Cytomegalovirus and atherosclerosis

Abstract

An avian herpesvirus is known to cause atherosclerosis in chickens. The same virus can induce a proliferative disease, malignant lymphoma, suggesting that this agent may also have transforming potential and thus stimulate the proliferation of arterial smooth muscle cells, a prominent feature of atherogenesis. The evidence for involvement of cytomegalovirus (CMV), a member of the human herpesvirus family, in atherosclerosis is much more circumstantial. The finding of CMV antigen and nucleic acid sequences in arterial smooth muscle cells of humans suggests that viral infection of the arterial wall may be common in the general population, including patients with severe atherosclerosis.

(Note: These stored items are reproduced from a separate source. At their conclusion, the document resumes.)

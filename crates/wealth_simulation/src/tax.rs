//! Lot-level capital-gains tax.
//!
//! Sales consume lots highest-cost-first (HIFO). Realised gains accumulate
//! through the tax year as short- or long-term according to the holding
//! period, and are settled at year end after netting against the loss
//! carryforward. A net loss becomes the new carryforward, stored as a
//! non-positive number.

use serde::{Deserialize, Serialize};

/// Quantity bought at one price on one period.
#[derive(Clone, Copy, Debug, PartialEq, Serialize, Deserialize)]
pub struct TaxLot {
    /// Units held
    pub quantity: f64,
    /// Cost basis per unit
    pub cost_per_unit: f64,
    /// Period of acquisition
    pub acquired_period: usize,
}

impl TaxLot {
    /// Total cost basis of the lot.
    #[inline]
    pub fn cost_basis(&self) -> f64 {
        self.quantity * self.cost_per_unit
    }
}

/// Realised gains split by holding period.
#[derive(Clone, Copy, Debug, Default, PartialEq, Serialize, Deserialize)]
pub struct RealisedGains {
    /// Gains on lots held shorter than the long-term threshold
    pub short_term: f64,
    /// Gains on lots held at least the long-term threshold
    pub long_term: f64,
}

impl RealisedGains {
    /// Net realised gain.
    #[inline]
    pub fn total(&self) -> f64 {
        self.short_term + self.long_term
    }
}

impl std::ops::AddAssign for RealisedGains {
    fn add_assign(&mut self, rhs: Self) {
        self.short_term += rhs.short_term;
        self.long_term += rhs.long_term;
    }
}

/// Tax owed at a year-end settlement.
#[derive(Clone, Copy, Debug, PartialEq, Serialize, Deserialize)]
pub struct TaxSettlement {
    /// Tax payable from cash
    pub tax: f64,
    /// Carryforward after settlement (≤ 0)
    pub carryforward: f64,
}

/// Capital-gains tax rules.
///
/// # Examples
///
/// ```
/// use wealth_simulation::tax::{RealisedGains, TaxPolicy};
///
/// let policy = TaxPolicy::default();
/// let gains = RealisedGains { short_term: 10_000.0, long_term: 20_000.0 };
/// // 5,000 of carried-forward losses offset short-term gains first
/// let settlement = policy.settle(gains, -5_000.0);
/// assert!((settlement.tax - (5_000.0 * 0.37 + 20_000.0 * 0.20)).abs() < 1e-9);
/// assert_eq!(settlement.carryforward, 0.0);
/// ```
#[derive(Clone, Debug, PartialEq, Serialize, Deserialize)]
#[serde(default)]
pub struct TaxPolicy {
    /// Whether gains are taxed at all
    pub enabled: bool,
    /// Rate on short-term gains
    pub short_term_rate: f64,
    /// Rate on long-term gains
    pub long_term_rate: f64,
    /// Holding period (in periods) from which gains are long-term; one year when unset
    pub long_term_periods: Option<usize>,
    /// Realise sufficiently large losses before year end
    pub harvest_losses: bool,
    /// Minimum loss, as a fraction of the lot's cost, for harvesting
    pub harvest_threshold: f64,
}

impl Default for TaxPolicy {
    fn default() -> Self {
        Self {
            enabled: true,
            short_term_rate: 0.37,
            long_term_rate: 0.20,
            long_term_periods: None,
            harvest_losses: false,
            harvest_threshold: 0.05,
        }
    }
}

impl TaxPolicy {
    /// No capital-gains tax.
    pub fn exempt() -> Self {
        Self {
            enabled: false,
            ..Self::default()
        }
    }

    /// Enables tax-loss harvesting at `threshold`.
    pub fn with_harvesting(mut self, threshold: f64) -> Self {
        self.harvest_losses = true;
        self.harvest_threshold = threshold;
        self
    }

    /// Long-term holding threshold in periods.
    #[inline]
    pub fn long_term_threshold(&self, periods_per_year: usize) -> usize {
        self.long_term_periods.unwrap_or(periods_per_year)
    }

    /// Nets `realised` against `carryforward` and computes the tax due.
    ///
    /// Losses offset gains of the same term first, then the other term;
    /// the carryforward is applied to short-term gains before long-term.
    pub fn settle(&self, realised: RealisedGains, carryforward: f64) -> TaxSettlement {
        let mut short = realised.short_term;
        let mut long = realised.long_term;
        if short < 0.0 && long > 0.0 {
            let offset = (-short).min(long);
            long -= offset;
            short += offset;
        } else if long < 0.0 && short > 0.0 {
            let offset = (-long).min(short);
            short -= offset;
            long += offset;
        }

        let mut loss = -carryforward.min(0.0);
        let applied = loss.min(short.max(0.0));
        short -= applied;
        loss -= applied;
        let applied = loss.min(long.max(0.0));
        long -= applied;
        loss -= applied;

        let net_loss = short.min(0.0) + long.min(0.0);
        let tax = if self.enabled {
            short.max(0.0) * self.short_term_rate + long.max(0.0) * self.long_term_rate
        } else {
            0.0
        };
        TaxSettlement {
            tax,
            carryforward: -loss + net_loss,
        }
    }

    /// Validates rates.
    pub fn validate(&self) -> Result<(), String> {
        for (name, rate) in [
            ("short_term_rate", self.short_term_rate),
            ("long_term_rate", self.long_term_rate),
        ] {
            if !(0.0..1.0).contains(&rate) {
                return Err(format!("{name} must lie in [0, 1)"));
            }
        }
        if !(0.0..1.0).contains(&self.harvest_threshold) {
            return Err("harvest_threshold must lie in [0, 1)".into());
        }
        if self.long_term_periods == Some(0) {
            return Err("long_term_periods must be positive".into());
        }
        Ok(())
    }
}

/// Sells `quantity` units from `lots` at `price`, highest cost first.
///
/// Lots are consumed in place; emptied lots are removed. Returns the
/// realised gains. Selling more than is held sells everything.
pub fn sell_hifo(
    lots: &mut Vec<TaxLot>,
    quantity: f64,
    price: f64,
    period: usize,
    long_term_periods: usize,
) -> RealisedGains {
    lots.sort_by(|a, b| b.cost_per_unit.total_cmp(&a.cost_per_unit));
    let mut remaining = quantity.max(0.0);
    let mut gains = RealisedGains::default();
    for lot in lots.iter_mut() {
        if remaining <= 0.0 {
            break;
        }
        let sold = remaining.min(lot.quantity);
        let gain = sold * (price - lot.cost_per_unit);
        if period.saturating_sub(lot.acquired_period) >= long_term_periods {
            gains.long_term += gain;
        } else {
            gains.short_term += gain;
        }
        lot.quantity -= sold;
        remaining -= sold;
    }
    lots.retain(|lot| lot.quantity > 1e-12);
    gains
}

/// Realises every lot whose unrealised loss exceeds `threshold` of its cost
/// and re-establishes it at `price`.
///
/// The position keeps its quantity; only the cost basis and acquisition
/// period of harvested lots change.
pub fn harvest_losses(
    lots: &mut [TaxLot],
    price: f64,
    period: usize,
    long_term_periods: usize,
    threshold: f64,
) -> RealisedGains {
    let mut gains = RealisedGains::default();
    for lot in lots.iter_mut() {
        if lot.cost_per_unit <= 0.0 {
            continue;
        }
        let loss_fraction = 1.0 - price / lot.cost_per_unit;
        if loss_fraction > threshold {
            let gain = lot.quantity * (price - lot.cost_per_unit);
            if period.saturating_sub(lot.acquired_period) >= long_term_periods {
                gains.long_term += gain;
            } else {
                gains.short_term += gain;
            }
            lot.cost_per_unit = price;
            lot.acquired_period = period;
        }
    }
    gains
}

#[cfg(test)]
mod tests {
    use super::*;
    use approx::assert_relative_eq;

    fn lots() -> Vec<TaxLot> {
        vec![
            TaxLot {
                quantity: 100.0,
                cost_per_unit: 10.0,
                acquired_period: 0,
            },
            TaxLot {
                quantity: 100.0,
                cost_per_unit: 14.0,
                acquired_period: 10,
            },
            TaxLot {
                quantity: 100.0,
                cost_per_unit: 12.0,
                acquired_period: 5,
            },
        ]
    }

    #[test]
    fn test_hifo_sells_highest_cost_first() {
        let mut lots = lots();
        let gains = sell_hifo(&mut lots, 150.0, 13.0, 14, 12);
        // 100 @ 14 (short-term, held 4) and 50 @ 12 (short-term, held 9)
        assert_relative_eq!(gains.short_term, 100.0 * -1.0 + 50.0 * 1.0);
        assert_eq!(gains.long_term, 0.0);
        assert_eq!(lots.len(), 2);
        let remaining: f64 = lots.iter().map(|l| l.quantity).sum();
        assert_relative_eq!(remaining, 150.0);
    }

    #[test]
    fn test_long_term_classification() {
        let mut lots = lots();
        let gains = sell_hifo(&mut lots, 300.0, 15.0, 12, 12);
        assert_relative_eq!(gains.long_term, 100.0 * 5.0);
        assert_relative_eq!(gains.short_term, 100.0 * 1.0 + 100.0 * 3.0);
        assert!(lots.is_empty());
    }

    #[test]
    fn test_settle_creates_carryforward() {
        let policy = TaxPolicy::default();
        let s = policy.settle(
            RealisedGains {
                short_term: -30_000.0,
                long_term: 10_000.0,
            },
            -5_000.0,
        );
        assert_eq!(s.tax, 0.0);
        assert_relative_eq!(s.carryforward, -25_000.0);
    }

    #[test]
    fn test_settle_consumes_carryforward() {
        let policy = TaxPolicy::default();
        let s = policy.settle(
            RealisedGains {
                short_term: 0.0,
                long_term: 10_000.0,
            },
            -25_000.0,
        );
        assert_eq!(s.tax, 0.0);
        assert_relative_eq!(s.carryforward, -15_000.0);
        assert!(s.carryforward <= 0.0);
    }

    #[test]
    fn test_exempt_policy_still_tracks_losses() {
        let s = TaxPolicy::exempt().settle(
            RealisedGains {
                short_term: -1_000.0,
                long_term: 0.0,
            },
            0.0,
        );
        assert_eq!(s.tax, 0.0);
        assert_relative_eq!(s.carryforward, -1_000.0);
    }

    #[test]
    fn test_harvest_resets_basis() {
        let mut lots = lots();
        let gains = harvest_losses(&mut lots, 11.0, 12, 12, 0.05);
        // lots at 14 and 12 are more than 5% under water; the 10 lot is in profit
        assert_relative_eq!(gains.short_term, 100.0 * -3.0 + 100.0 * -1.0);
        assert!(lots.iter().all(|l| l.cost_per_unit <= 11.0));
        assert_eq!(lots.iter().filter(|l| l.acquired_period == 12).count(), 2);
    }
}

In seroepidemiological studies, high levels of CMV antibodies were found to be associated with clinically manifest atherosclerotic disease, suggesting that a periodically activated latent infection or a continuously active infection is present in patients with atherosclerosis. Since the viral genome but not infectious virus is found in arterial cells, the artery itself may be the site of CMV latency. Of particular significance is the recent finding that heart transplant recipients, who are immunosuppressed, and who are also actively infected with CMV, are prone to develop accelerated atherosclerosis in the transplanted organ. Although suggestive, these observations by themselves do not demonstrate that viruses have a role in the pathogenesis of atherosclerosis, but they support a working hypothesis of the steps involved.